Supplied data START

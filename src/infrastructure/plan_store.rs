//! File persistence for graph snapshots.

use std::path::{Path, PathBuf};
use tracing::debug;
use uuid::Uuid;

use crate::domain::errors::{DomainError, DomainResult};
use crate::services::task_graph::{GraphSnapshot, TaskGraph};

/// On-disk encoding, chosen by file extension.
#[derive(Debug, Clone, Copy, PartialEq, Eq)]
pub enum PlanFormat {
    Json,
    Yaml,
}

impl PlanFormat {
    pub fn from_path(path: &Path) -> DomainResult<Self> {
        match path
            .extension()
            .and_then(|ext| ext.to_str())
            .map(str::to_ascii_lowercase)
            .as_deref()
        {
            Some("json") => Ok(Self::Json),
            Some("yaml" | "yml") => Ok(Self::Yaml),
            _ => Err(DomainError::Configuration(format!(
                "unsupported plan file extension: {} (expected .json, .yaml or .yml)",
                path.display()
            ))),
        }
    }
}

/// Reads and writes a `GraphSnapshot` at a fixed path.
#[derive(Debug, Clone)]
pub struct PlanStore {
    path: PathBuf,
    format: PlanFormat,
}

impl PlanStore {
    pub fn new(path: impl Into<PathBuf>) -> DomainResult<Self> {
        let path = path.into();
        let format = PlanFormat::from_path(&path)?;
        Ok(Self { path, format })
    }

    pub fn path(&self) -> &Path {
        &self.path
    }

    pub fn format(&self) -> PlanFormat {
        self.format
    }

    pub async fn load(&self) -> DomainResult<GraphSnapshot> {
        let text = tokio::fs::read_to_string(&self.path).await.map_err(|e| {
            DomainError::Io(format!("failed to read {}: {e}", self.path.display()))
        })?;
        let snapshot = match self.format {
            PlanFormat::Json => serde_json::from_str(&text)?,
            PlanFormat::Yaml => serde_yaml::from_str(&text)?,
        };
        Ok(snapshot)
    }

    /// Load and validate into a live graph.
    pub async fn load_graph(&self) -> DomainResult<TaskGraph> {
        TaskGraph::from_snapshot(self.load().await?)
    }

    /// Write via a sibling temp file and rename, so readers never see a partial file.
    pub async fn save(&self, snapshot: &GraphSnapshot) -> DomainResult<()> {
        let text = match self.format {
            PlanFormat::Json => serde_json::to_string_pretty(snapshot)?,
            PlanFormat::Yaml => serde_yaml::to_string(snapshot)?,
        };

        if let Some(parent) = self.path.parent().filter(|p| !p.as_os_str().is_empty()) {
            tokio::fs::create_dir_all(parent).await?;
        }

        let file_name = self
            .path
            .file_name()
            .and_then(|n| n.to_str())
            .unwrap_or("plan");
        let tmp = self
            .path
            .with_file_name(format!(".{file_name}.{}.tmp", Uuid::new_v4().simple()));

        tokio::fs::write(&tmp, text).await?;
        if let Err(e) = tokio::fs::rename(&tmp, &self.path).await {
            let _ = tokio::fs::remove_file(&tmp).await;
            return Err(e.into());
        }

        debug!(path = %self.path.display(), groups = snapshot.groups.len(), "Saved plan");
        Ok(())
    }

    pub async fn save_graph(&self, graph: &TaskGraph) -> DomainResult<()> {
        self.save(&graph.snapshot().await).await
    }
}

Supplied data END

■ Instructions to follow
Which lines of the records hold the string "TaskGraph"? Copy each one.

■ Response box
use crate::services::task_graph::{GraphSnapshot, TaskGraph};
    pub async fn load_graph(&self) -> DomainResult<TaskGraph> {
        TaskGraph::from_snapshot(self.load().await?)
    pub async fn save_graph(&self, graph: &TaskGraph) -> DomainResult<()> {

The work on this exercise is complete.